Pienso que fue aquella una etapa de transición porque hace un par de años aparecía Santiago Lara con una clara evolución de estilo, determinada por los nuevos conceptos de base, sin afectar a su formalización plástica, en la que ahora profundiza. Apartado de aquella más obvia preocupación existencial, la significación alegórica de su pintura, ya al margen de denuncias más o menos tópicas de índole social, se hace más ambigua y sutil, más comprometida con lo puramente pictórico, más amable y sugestiva también. Los enigmáticos escenarios, como en la exposición de 2011, son paisajes anónimos poblados de árboles negros o blancos, sin hojas, como construidos para un cuento de hadas, como esqueletos de árbol o percheros de pesadilla para lechuzas. Y los personajes no llevan máscaras de lobo o el cabello ocultando su rostro, sencillamente no tienen rostro, incorporan en cambio cámaras fotográficas o de vídeo que recogen y almacenan visiones que sus ojos nunca verán y llevan ropas que son como caparazones de cuerpos inexistentes, también una metáfora de alienación. Pero luego están esas pinturas de soldados, las del fuerte del rey rinoceronte, las del caballo de Troya, las de furtivos cazadores entre ectoplasmáticos fantasmas, los de lanzas de la rendición de Breda, o las huestes de Caronte llevando las almas a través del río Estigia en una piragua apache. Y esas arqueologías que ilustran ceremoniales o alusiones militares, atractivas disciplinadas y sin el dramatismo de los anteriores seres desconectados, que son narrativas pinturas que esperan interpretación del espectador.

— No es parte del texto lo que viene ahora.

//! `webrtc` crate backed peer connections

use super::track::ForwardedTrack;
use crate::engine::{
    ChannelKind, ConnectionState, DataChannel, EngineEvent, EventSink, PeerConnection, TrackRef,
};
use crate::error::EngineError;
use crate::signaling::{IceCandidate, SdpType, SessionDescription};
use async_trait::async_trait;
use parking_lot::Mutex;
use std::sync::Arc;
use tracing::{debug, warn};
use webrtc::data_channel::data_channel_init::RTCDataChannelInit;
use webrtc::data_channel::data_channel_state::RTCDataChannelState;
use webrtc::data_channel::RTCDataChannel;
use webrtc::ice_transport::ice_candidate::RTCIceCandidateInit;
use webrtc::peer_connection::peer_connection_state::RTCPeerConnectionState;
use webrtc::peer_connection::sdp::sdp_type::RTCSdpType;
use webrtc::peer_connection::sdp::session_description::RTCSessionDescription;
use webrtc::peer_connection::RTCPeerConnection;
use webrtc::track::track_local::TrackLocal;

impl From<RTCPeerConnectionState> for ConnectionState {
    fn from(state: RTCPeerConnectionState) -> Self {
        match state {
            RTCPeerConnectionState::Connecting => Self::Connecting,
            RTCPeerConnectionState::Connected => Self::Connected,
            RTCPeerConnectionState::Disconnected => Self::Disconnected,
            RTCPeerConnectionState::Failed => Self::Failed,
            RTCPeerConnectionState::Closed => Self::Closed,
            _ => Self::New,
        }
    }
}

impl From<RTCIceCandidateInit> for IceCandidate {
    fn from(init: RTCIceCandidateInit) -> Self {
        Self {
            candidate: init.candidate,
            sdp_mid: init.sdp_mid,
            sdp_mline_index: init.sdp_mline_index,
            username_fragment: init.username_fragment,
        }
    }
}

impl From<IceCandidate> for RTCIceCandidateInit {
    fn from(candidate: IceCandidate) -> Self {
        Self {
            candidate: candidate.candidate,
            sdp_mid: candidate.sdp_mid,
            sdp_mline_index: candidate.sdp_mline_index,
            username_fragment: candidate.username_fragment,
        }
    }
}

fn to_rtc_description(description: SessionDescription) -> Result<RTCSessionDescription, EngineError> {
    let converted = match description.sdp_type {
        SdpType::Offer => RTCSessionDescription::offer(description.sdp),
        SdpType::Answer => RTCSessionDescription::answer(description.sdp),
        SdpType::Pranswer => RTCSessionDescription::pranswer(description.sdp),
        SdpType::Rollback => {
            return Err(EngineError::InvalidDescription(
                "rollback is not supported".to_string(),
            ))
        }
    };
    converted.map_err(|e| EngineError::InvalidDescription(e.to_string()))
}

fn from_rtc_description(description: RTCSessionDescription) -> Result<SessionDescription, EngineError> {
    let sdp_type = match description.sdp_type {
        RTCSdpType::Offer => SdpType::Offer,
        RTCSdpType::Answer => SdpType::Answer,
        RTCSdpType::Pranswer => SdpType::Pranswer,
        RTCSdpType::Rollback => SdpType::Rollback,
        other => {
            return Err(EngineError::InvalidDescription(format!(
                "unexpected sdp type {other}"
            )))
        }
    };
    Ok(SessionDescription {
        sdp_type,
        sdp: description.sdp,
    })
}

/// Negotiated data channel on an [`RtcPeerConnection`]
pub struct RtcDataChannel {
    kind: ChannelKind,
    channel: Arc<RTCDataChannel>,
}

#[async_trait]
impl DataChannel for RtcDataChannel {
    fn kind(&self) -> ChannelKind {
        self.kind
    }

    async fn is_open(&self) -> bool {
        self.channel.ready_state() == RTCDataChannelState::Open
    }

    async fn send_text(&self, text: String) -> Result<(), EngineError> {
        self.channel.send_text(text).await?;
        Ok(())
    }
}

pub struct RtcPeerConnection {
    connection: Arc<RTCPeerConnection>,
    events: EventSink,
    /// Inbound tracks, stopped when the connection closes
    received: Arc<Mutex<Vec<Arc<ForwardedTrack>>>>,
}

impl RtcPeerConnection {
    /// Wire the connection's callbacks into `events`.
    pub fn new(connection: Arc<RTCPeerConnection>, events: EventSink) -> Self {
        let received = Arc::new(Mutex::new(Vec::new()));

        let sink = events.clone();
        connection.on_ice_candidate(Box::new(move |candidate| {
            match candidate.map(|c| c.to_json()).transpose() {
                Ok(candidate) => sink.emit(EngineEvent::IceCandidate(candidate.map(IceCandidate::from))),
                Err(e) => {
                    warn!(connection = %sink.key(), error = %e, "Failed to serialize local candidate");
                }
            }
            Box::pin(async {})
        }));

        let sink = events.clone();
        connection.on_negotiation_needed(Box::new(move || {
            sink.emit(EngineEvent::NegotiationNeeded);
            Box::pin(async {})
        }));

        let sink = events.clone();
        connection.on_peer_connection_state_change(Box::new(move |state| {
            sink.emit(EngineEvent::ConnectionStateChange(state.into()));
            Box::pin(async {})
        }));

        let sink = events.clone();
        let source = Arc::downgrade(&connection);
        let tracks = Arc::clone(&received);
        connection.on_track(Box::new(move |remote, _receiver, _transceiver| {
            let track = ForwardedTrack::spawn(remote, source.clone());
            tracks.lock().push(Arc::clone(&track));
            sink.emit(EngineEvent::Track(track));
            Box::pin(async {})
        }));

        Self {
            connection,
            events,
            received,
        }
    }
}

#[async_trait]
impl PeerConnection for RtcPeerConnection {
    async fn create_offer(&self) -> Result<SessionDescription, EngineError> {
        from_rtc_description(self.connection.create_offer(None).await?)
    }

    async fn create_answer(&self) -> Result<SessionDescription, EngineError> {
        from_rtc_description(self.connection.create_answer(None).await?)
    }

    async fn set_local_description(&self, description: SessionDescription) -> Result<(), EngineError> {
        self.connection
            .set_local_description(to_rtc_description(description)?)
            .await?;
        Ok(())
    }

    async fn local_description(&self) -> Option<SessionDescription> {
        let description = self.connection.local_description().await?;
        from_rtc_description(description).ok()
    }

    async fn set_remote_description(&self, description: SessionDescription) -> Result<(), EngineError> {
        self.connection
            .set_remote_description(to_rtc_description(description)?)
            .await?;
        Ok(())
    }

    async fn has_remote_description(&self) -> bool {
        self.connection.remote_description().await.is_some()
    }

    async fn add_ice_candidate(&self, candidate: IceCandidate) -> Result<(), EngineError> {
        self.connection.add_ice_candidate(candidate.into()).await?;
        Ok(())
    }

    async fn add_track(&self, track: TrackRef) -> Result<(), EngineError> {
        let Some(forwarded) = track.as_any().downcast_ref::<ForwardedTrack>() else {
            return Err(EngineError::UnsupportedTrack(track.id().to_string()));
        };
        if forwarded.is_stopped() {
            return Err(EngineError::UnsupportedTrack(format!("{} has stopped", track.id())));
        }

        let local: Arc<dyn TrackLocal + Send + Sync> = forwarded.local();
        let sender = self.connection.add_track(local).await?;

        // RTCP has to be read for interceptors such as NACK to run
        let key = self.events.key().clone();
        tokio::spawn(async move {
            while sender.read_rtcp().await.is_ok() {}
            debug!(connection = %key, "RTCP reader stopped");
        });
        Ok(())
    }

    async fn create_data_channel(&self, kind: ChannelKind) -> Result<Arc<dyn DataChannel>, EngineError> {
        let init = RTCDataChannelInit {
            negotiated: Some(kind.stream_id()),
            ..Default::default()
        };
        let channel = self
            .connection
            .create_data_channel(kind.label(), Some(init))
            .await?;

        let sink = self.events.clone();
        channel.on_message(Box::new(move |message| {
            sink.emit(EngineEvent::DataChannelMessage {
                channel: kind,
                data: String::from_utf8_lossy(&message.data).into_owned(),
            });
            Box::pin(async {})
        }));

        Ok(Arc::new(RtcDataChannel { kind, channel }))
    }

    async fn close(&self) -> Result<(), EngineError> {
        for track in self.received.lock().drain(..) {
            track.stop();
        }
        self.connection.close().await?;
        Ok(())
    }
}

Mención aparte, y destacada, merecen las creaciones del colectivo Laramascoto, formado por el pintor y Beatriz Coto (Gijón, 1977), que combinan dibujos realizados sobre la pared y completados con otros exquisitos dibujos de animación filmados y proyectados que se incorporan a la figura pintada para formar con ella una misma pieza artística en la que se consuma un nuevo proceso de hibridación, entre lo tecnológico y lo fabuladoramente animal o humano. Son novedosos y fascinantes artilugios que los artistas instalan en la galería, y en su caso en el domicilio de un posible aficionado al arte interesado, como una muestra de las posibilidades de las nuevas tecnologías en el arte plástico.